In addition, any certificate signed by any officer of the Company or any of its Subsidiaries, or any of the Selling Stockholder, and delivered to the Representative, Underwriters or counsel for the Underwriters in connection with the offering and sale of the Shares shall be deemed to be a representation and warranty by the Company or the Selling Stockholder, respectively, as to matters covered thereby, to the Underwriters.
2. Purchase, Sale and Delivery of Shares.
(a) On the basis of the representations, warranties and agreements and subject to the terms and conditions set forth herein, the Selling Stockholder agrees to sell to the Underwriters the number of Shares set forth below the name of the Selling Stockholder in Schedule A hereto, and the Underwriters agree, severally and not jointly, to purchase from the Selling Stockholder, at a purchase price of $5.83465 per share (the “Per Share Price”), such Shares to be purchased by such Underwriter as set forth opposite the name of such Underwriter in Schedule A hereto.

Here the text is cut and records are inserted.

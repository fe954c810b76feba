//! Layered configuration for the bootstrap engine.
//!
//! Values merge from defaults, configuration files, and `MOOR_`-prefixed
//! environment variables via `ortho-config`; CLI flags override individual
//! fields afterwards. Validation reports the first problem with the
//! variable name to set.

use std::ffi::OsString;
use std::time::Duration;

use ortho_config::OrthoConfig;
use serde::Deserialize;
use thiserror::Error;

use crate::repo::CommitAuthor;

/// Default branch holding the desired state.
pub const DEFAULT_BRANCH: &str = "main";
/// Default reconciliation interval in seconds.
pub const DEFAULT_INTERVAL_SECS: u64 = 60;
/// Default delay between readiness probes in seconds.
pub const DEFAULT_POLL_INTERVAL_SECS: u64 = 5;
/// Default readiness deadline in seconds.
pub const DEFAULT_TIMEOUT_SECS: u64 = 300;

/// Bootstrap settings loaded via `ortho-config`.
#[derive(Clone, Debug, Deserialize, OrthoConfig, PartialEq, Eq)]
#[ortho_config(prefix = "MOOR")]
pub struct BootstrapConfig {
    /// Base URL of the target environment's API.
    #[ortho_config(default = String::new())]
    pub environment_url: String,
    /// Bearer token for the environment API.
    pub environment_token: Option<String>,
    /// Branch holding the desired state.
    #[ortho_config(default = DEFAULT_BRANCH.to_owned())]
    pub branch: String,
    /// Logical namespace receiving the components.
    #[ortho_config(default = "moor-system".to_owned())]
    pub namespace: String,
    /// Comma-separated component agents to deploy.
    #[ortho_config(default = "source-agent,apply-agent".to_owned())]
    pub components: String,
    /// Container registry the component images are pulled from.
    #[ortho_config(default = "ghcr.io/moor-cd".to_owned())]
    pub registry: String,
    /// Image tag shared by all components.
    #[ortho_config(default = "latest".to_owned())]
    pub image_tag: String,
    /// Author name stamped on generated commits.
    #[ortho_config(default = "moor".to_owned())]
    pub author_name: String,
    /// Author email stamped on generated commits.
    #[ortho_config(default = "moor@localhost".to_owned())]
    pub author_email: String,
    /// Reconciliation interval in seconds.
    #[ortho_config(default = DEFAULT_INTERVAL_SECS)]
    pub interval_secs: u64,
    /// Delay between readiness probes in seconds.
    #[ortho_config(default = DEFAULT_POLL_INTERVAL_SECS)]
    pub poll_interval_secs: u64,
    /// Overall deadline for each readiness wait in seconds.
    #[ortho_config(default = DEFAULT_TIMEOUT_SECS)]
    pub timeout_secs: u64,
    /// Base URL of the hosting provider's API, when one is used.
    pub provider_api: Option<String>,
    /// Access token for the hosting provider's API.
    pub provider_token: Option<String>,
}

/// Errors surfaced while loading or validating configuration.
#[derive(Clone, Debug, Error, Eq, PartialEq)]
pub enum ConfigError {
    /// Raised when merging configuration sources fails.
    #[error("failed to load configuration: {0}")]
    Parse(String),
    /// Raised when a required value is absent.
    #[error("missing {field}; set {variable} or pass {flag}")]
    Missing {
        /// Configuration field that is absent.
        field: String,
        /// Environment variable that supplies it.
        variable: String,
        /// CLI flag that supplies it.
        flag: String,
    },
    /// Raised when a value is present but unusable.
    #[error("invalid {field}: {reason}")]
    Invalid {
        /// Configuration field that failed validation.
        field: String,
        /// Why the value is unusable.
        reason: String,
    },
}

impl BootstrapConfig {
    /// Loads configuration without parsing CLI arguments.
    ///
    /// # Errors
    ///
    /// Returns [`ConfigError::Parse`] when merging sources fails.
    pub fn load_without_cli_args() -> Result<Self, ConfigError> {
        Self::load_from_iter([OsString::from("moor")])
            .map_err(|err| ConfigError::Parse(err.to_string()))
    }

    /// Ensures configuration values are usable.
    ///
    /// # Errors
    ///
    /// Returns [`ConfigError::Missing`] or [`ConfigError::Invalid`] naming
    /// the first offending field.
    pub fn validate(&self) -> Result<(), ConfigError> {
        if self.environment_url.trim().is_empty() {
            return Err(ConfigError::Missing {
                field: String::from("environment_url"),
                variable: String::from("MOOR_ENVIRONMENT_URL"),
                flag: String::from("--environment-url"),
            });
        }
        if self.component_list().is_empty() {
            return Err(ConfigError::Invalid {
                field: String::from("components"),
                reason: String::from("at least one component must be listed"),
            });
        }
        if self.interval_secs == 0 {
            return Err(ConfigError::Invalid {
                field: String::from("interval_secs"),
                reason: String::from("the reconciliation interval must be at least one second"),
            });
        }
        if self.timeout_secs < self.poll_interval_secs {
            return Err(ConfigError::Invalid {
                field: String::from("timeout_secs"),
                reason: String::from("the readiness deadline must cover at least one probe"),
            });
        }
        Ok(())
    }

    /// Splits the comma-separated component list, dropping empty entries.
    #[must_use]
    pub fn component_list(&self) -> Vec<String> {
        self.components
            .split(',')
            .map(str::trim)
            .filter(|component| !component.is_empty())
            .map(str::to_owned)
            .collect()
    }

    /// Builds the commit author identity.
    #[must_use]
    pub fn author(&self) -> CommitAuthor {
        CommitAuthor {
            name: self.author_name.clone(),
            email: self.author_email.clone(),
        }
    }

    /// Reconciliation interval as a duration.
    #[must_use]
    pub const fn interval(&self) -> Duration {
        Duration::from_secs(self.interval_secs)
    }

    /// Readiness probe delay as a duration.
    #[must_use]
    pub const fn poll_interval(&self) -> Duration {
        Duration::from_secs(self.poll_interval_secs)
    }

    /// Readiness deadline as a duration.
    #[must_use]
    pub const fn timeout(&self) -> Duration {
        Duration::from_secs(self.timeout_secs)
    }
}

#[cfg(test)]
mod tests {
    use super::*;

    fn base_config() -> BootstrapConfig {
        BootstrapConfig {
            environment_url: String::from("http://env.local/api"),
            environment_token: None,
            branch: String::from(DEFAULT_BRANCH),
            namespace: String::from("moor-system"),
            components: String::from("source-agent,apply-agent"),
            registry: String::from("ghcr.io/moor-cd"),
            image_tag: String::from("latest"),
            author_name: String::from("moor"),
            author_email: String::from("moor@localhost"),
            interval_secs: DEFAULT_INTERVAL_SECS,
            poll_interval_secs: DEFAULT_POLL_INTERVAL_SECS,
            timeout_secs: DEFAULT_TIMEOUT_SECS,
            provider_api: None,
            provider_token: None,
        }
    }

    #[test]
    fn validate_accepts_defaults() {
        assert!(base_config().validate().is_ok());
    }

    #[test]
    fn validate_requires_environment_url() {
        let config = BootstrapConfig {
            environment_url: String::from("  "),
            ..base_config()
        };
        let err = config.validate().expect_err("blank url should fail");
        assert!(matches!(err, ConfigError::Missing { .. }));
        assert!(err.to_string().contains("MOOR_ENVIRONMENT_URL"));
    }

    #[test]
    fn component_list_trims_and_drops_empties() {
        let config = BootstrapConfig {
            components: String::from(" source-agent , ,apply-agent"),
            ..base_config()
        };
        assert_eq!(
            config.component_list(),
            vec![String::from("source-agent"), String::from("apply-agent")]
        );
    }

    #[test]
    fn validate_rejects_zero_interval() {
        let config = BootstrapConfig {
            interval_secs: 0,
            ..base_config()
        };
        assert!(matches!(
            config.validate(),
            Err(ConfigError::Invalid { .. })
        ));
    }
}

(b) The Shares will be delivered by or on behalf of the Selling Stockholder to or as instructed by the Representative through the book-entry facilities of DTC for its account(s) against payment of the purchase price by the Underwriters in Federal (same day) funds by wire transfer to an account at a bank acceptable to the Representative drawn to the order of the Selling Stockholder at 9:00 A.M., New York time, on the third business day after the date of this Agreement, or at such other time not later than seven full business days thereafter as the Representative and the Selling Stockholder determine. The time and date of delivery of the Shares is referred to herein as the “Closing Date”. For purposes of Rule 15c6-1 under the Exchange Act, the Closing Date (if later than the otherwise applicable settlement date) shall be the settlement date for payment of funds and delivery of the Shares sold on such date pursuant to the offering.
3. Offering by Underwriters. It is understood that the Underwriters propose to offer the Shares for sale to the public as set forth in the Final Prospectus.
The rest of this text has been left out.